Alckmin defende equacionamento de veto a carnes e destaca padrão sanitário brasileiro
União Europeia veta importações de carne e produtos de origem animal do Brasil
O veto da União Europeia às importações de carne e produtos de origem animal do Brasil foi anunciado recentemente, gerando preocupações no setor agropecuário brasileiro.
A decisão está relacionada às exigências sanitárias do bloco europeu, que considera insuficientes as garantias apresentadas pelo Brasil em relação ao uso de antimicrobianos na pecuária. A medida foi discutida durante o 4º Congresso da Associação Brasileira dos Produtores de Milho e Sorgo, onde o vice-presidente Geraldo Alckmin comentou sobre as implicações do veto.
Alckmin mencionou que, embora o Brasil tenha enfrentado desafios tarifários com os Estados Unidos, as negociações estão avançando e importantes reuniões estão programadas para os próximos dias. Ele destacou os acordos do Mercosul com países como Singapura e a Associação Europeia de Livre Comércio, enfatizando a relevância do mercado global, avaliado em cerca de US$ 22 trilhões.
O vice-presidente também ressaltou que o acordo entre o Mercosul e a União Europeia, o maior entre blocos, foi bem estruturado com salvaguardas para ambas as partes. Ele acredita que as questões sanitárias, especialmente em relação à proteína animal e vegetal, podem ser resolvidas, dado o compromisso do Brasil com altos padrões de segurança alimentar.

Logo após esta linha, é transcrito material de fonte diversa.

//! Generation orchestrator.
//!
//! Runs one generation end to end: grid layout, topology emission, document
//! output and the properties patch. Warnings are collected into the
//! [`GenerationReport`]; with `strict` set the first warning aborts the run.

use color_eyre::eyre::{bail, WrapErr};
use color_eyre::Result;
use log::info;
use std::path::PathBuf;

use crate::config::Config;
use crate::properties::{self, PatchReport};
use crate::topology::{build_topology, write_topology, GridLayout};
use crate::utils::validation::Validation;

/// Where and how to write a generation run
#[derive(Debug, Clone)]
pub struct GenerateOptions {
    /// Topology document path
    pub output: PathBuf,
    /// Properties file to patch, `None` to leave it alone
    pub properties: Option<PathBuf>,
    /// Treat warnings as fatal
    pub strict: bool,
}

impl Default for GenerateOptions {
    fn default() -> Self {
        Self {
            output: PathBuf::from(crate::topology::DEFAULT_OUTPUT),
            properties: Some(PathBuf::from(properties::DEFAULT_PROPERTIES)),
            strict: false,
        }
    }
}

/// Outcome of a generation run
#[derive(Debug, Clone)]
pub struct GenerationReport {
    pub grid: GridLayout,
    /// Datacenters written to the document
    pub datacenters: usize,
    /// Area width and height in whole meters
    pub dimensions: (i64, i64),
    pub patch: Option<PatchReport>,
    /// Non-fatal findings, in the order they were raised
    pub warnings: Vec<String>,
}

/// Generate the topology described by `config`
pub fn generate(config: &Config, options: &GenerateOptions) -> Result<GenerationReport> {
    let mut warnings = Vec::new();

    let (grid, layout_check) = GridLayout::from_layout(&config.layout)
        .wrap_err_with(|| format!("Invalid {} layout", config.layout.kind()))?;
    record(layout_check, options.strict, &mut warnings)?;

    println!("{}", grid);

    let doc = build_topology(config, &grid)?;
    write_topology(&doc, &options.output)?;

    let dimensions = grid.dimensions();
    let patch = match &options.properties {
        Some(path) => {
            let report = properties::patch_area_size(path, dimensions.0, dimensions.1, options.strict)?;
            if let Some(msg) = report.validation().message() {
                warnings.push(msg.to_string());
            }
            Some(report)
        }
        None => {
            info!("Skipping properties patch");
            None
        }
    };

    info!(
        "Generated {} edge devices on a {}m x {}m area",
        doc.datacenters.len(),
        dimensions.0,
        dimensions.1
    );

    Ok(GenerationReport {
        datacenters: doc.datacenters.len(),
        grid,
        dimensions,
        patch,
        warnings,
    })
}

fn record(validation: Validation, strict: bool, warnings: &mut Vec<String>) -> Result<()> {
    let validation = validation.escalate(strict);
    validation.log();
    match validation {
        Validation::Ok => Ok(()),
        Validation::Warning(msg) => {
            warnings.push(msg);
            Ok(())
        }
        Validation::Fatal(msg) => bail!(msg),
    }
}

#[cfg(test)]
mod tests {
    use super::*;
    use crate::config::Layout;
    use std::fs;

    fn options_in(dir: &std::path::Path, with_properties: bool) -> GenerateOptions {
        GenerateOptions {
            output: dir.join("edge_devices.xml"),
            properties: with_properties.then(|| dir.join("default_config.properties")),
            strict: false,
        }
    }

    #[test]
    fn test_generate_rectangle_preset() {
        let dir = tempfile::tempdir().unwrap();
        let options = options_in(dir.path(), true);
        fs::write(options.properties.as_ref().unwrap(), "area_x_size=0\narea_y_size=0\n").unwrap();

        let report = generate(&Config::rectangle_preset(), &options).unwrap();
        assert_eq!(report.datacenters, 90);
        assert_eq!(report.dimensions, (5000, 2000));
        assert!(report.warnings.is_empty());
        assert_eq!(
            fs::read_to_string(options.properties.as_ref().unwrap()).unwrap(),
            "area_x_size=5000\narea_y_size=2000\n"
        );
        assert!(options.output.exists());
    }

    #[test]
    fn test_square_mismatch_is_reported() {
        let dir = tempfile::tempdir().unwrap();
        let options = options_in(dir.path(), false);

        let mut config = Config::square_preset();
        config.layout = Layout::Square { edge_devices_total: 99, area_sq_km: 10.0 };

        let report = generate(&config, &options).unwrap();
        assert_eq!(report.datacenters, 100);
        assert_eq!(report.warnings.len(), 1);
        assert!(report.patch.is_none());
    }

    #[test]
    fn test_strict_square_mismatch_writes_nothing() {
        let dir = tempfile::tempdir().unwrap();
        let mut options = options_in(dir.path(), false);
        options.strict = true;

        let mut config = Config::square_preset();
        config.layout = Layout::Square { edge_devices_total: 99, area_sq_km: 10.0 };

        assert!(generate(&config, &options).is_err());
        assert!(!options.output.exists());
    }

    #[test]
    fn test_missing_properties_file_aborts() {
        let dir = tempfile::tempdir().unwrap();
        let options = options_in(dir.path(), true);
        assert!(generate(&Config::square_preset(), &options).is_err());
    }
}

A decisão da UE de barrar a carne bovina brasileira representa um novo ponto de tensão nas relações comerciais entre o bloco europeu e o agronegócio brasileiro. As autoridades europeias alegam que o Brasil não apresentou garantias adequadas sobre o controle de substâncias utilizadas na criação de animais, levando à exclusão do país da lista de nações que cumprem as normas sanitárias exigidas.
Essa lista é crucial, pois determina quais países podem continuar exportando carne e outros produtos de origem animal para a Europa a partir de 3 de setembro. Enquanto o Brasil foi excluído, outros países do Mercosul, como Argentina, Paraguai e Uruguai, continuam autorizados a exportar.
Os antimicrobianos, que são usados para tratar e prevenir infecções em animais, também podem atuar como promotores de crescimento. O governo brasileiro, por sua vez, contestou a avaliação da UE, afirmando que já adota normas sanitárias reconhecidas internacionalmente e expressou surpresa com a decisão.
Em resposta ao veto, o governo brasileiro planeja agir diplomaticamente para tentar reverter a situação antes da implementação das restrições. A medida não afeta apenas a carne bovina, mas também produtos como carne de frango, ovos, mel e pescados, sendo a carne bovina a principal preocupação devido ao seu alto valor agregado nas exportações.